Somos viejos amigos aunque cada vez nos vemos con menos frecuencia y casi siempre en los bares.

Ya hemos bebido un poco y estamos alegres. Solo alegres, no felices. Lo digo porque esta semana he leído algo sobre inteligencia no verbal y me lo cerciora que, en los cuatro, la risa se impresiona en nuestros labios, en nuestras mejillas, pero no en nuestros ojos.

Son las nueve y, tras esos primeros vinos, nos iremos a cenar. Si es por Fernando, marisco del bueno. Podemos permitírnoslo. El Beni, que ha pedido una nueva ronda, se queja al camarero de que las puntitas de calamar del aperitivo están frías. – ¡Como mi mujer!-, apunta chisposo Adolfo. Ponemos una mueca risueña. Pero a mí, no sé qué me pasa hoy, se me hace consciente la artificialidad.

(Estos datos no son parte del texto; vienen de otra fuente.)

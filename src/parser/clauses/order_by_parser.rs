use crate::model::{OrderByColumn, SortDirection};
use crate::parser::clauses::ColumnTerm;
use crate::parser::{ParseError, QueryCursor};

pub struct OrderByParser;

impl OrderByParser {
    /// Parses `ORDER BY [AGG(] [t.]col [)] [ASC|DESC] [, ...]`, consuming the
    /// ORDER BY keyword. Direction defaults to ASC.
    pub fn parse(cursor: &mut QueryCursor) -> Result<Vec<OrderByColumn>, ParseError> {
        let Some(len) = cursor.comparers.order_by.matched_len(cursor) else {
            return ParseError::new("expected ORDER BY", cursor.position, cursor).err();
        };
        cursor.jump(len);

        let mut columns: Vec<OrderByColumn> = vec![];

        loop {
            let term = ColumnTerm::parse(cursor, false)?;
            let mut direction = SortDirection::Asc;

            cursor.next_non_whitespace();

            if let Some(len) = cursor.comparers.asc.matched_len(cursor) {
                cursor.jump(len);
                cursor.next_non_whitespace();
            } else if let Some(len) = cursor.comparers.desc.matched_len(cursor) {
                cursor.jump(len);
                direction = SortDirection::Desc;
                cursor.next_non_whitespace();
            }

            columns.push(OrderByColumn {
                table_ref: term.table_ref,
                aggregate: term.aggregate,
                column: term.column,
                direction,
            });

            if cursor.current() == ',' {
                cursor.next();
                if cursor.check_next_phase() {
                    return ParseError::new("expected column after ','", cursor.position, cursor)
                        .err();
                }
                continue;
            }

            if cursor.check_next_phase() {
                return Ok(columns);
            }

            return ParseError::new("expected ',' or end of ORDER BY", cursor.position, cursor)
                .err();
        }
    }
}
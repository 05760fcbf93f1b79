/// Clause-ordered parsing phases. `check_next_phase` only ever moves forward
/// through this ordering (Joins may repeat for consecutive JOIN clauses).
#[derive(Debug, Default, Clone, Copy, PartialEq, Eq, PartialOrd, Ord)]
pub enum Phase {
    #[default]
    SelectList = 0,
    From = 1,
    Joins = 2,
    Where = 3,
    GroupBy = 4,
    Having = 5,
    OrderBy = 6,
    LimitOffset = 7,
    Eof = 8,
}
pub mod scan_state;
pub use scan_state::*;

pub mod live_text;
pub use live_text::*;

Adolfo está frente a mí y le miro con más atención tras su chiste, y, solo entonces, capto que en su cabeza se está reflejando una luz intensa, azulada, cambiante, que me revela dos cosas hasta ahora inadvertidas. Que se ha quedado casi completamente calvo con mucha rapidez y que la televisión del bar está encendida. En su calva se reproduce un juego de luces y sombras sobre el que podría especularse. La televisión, el telediario, muestra esa fila ingente de seres humanos desesperados que huye y huye del infierno hacia la incertidumbre. Y más de lo mismo. Alambradas, caras de terror, agotamiento, burocracia, recelo.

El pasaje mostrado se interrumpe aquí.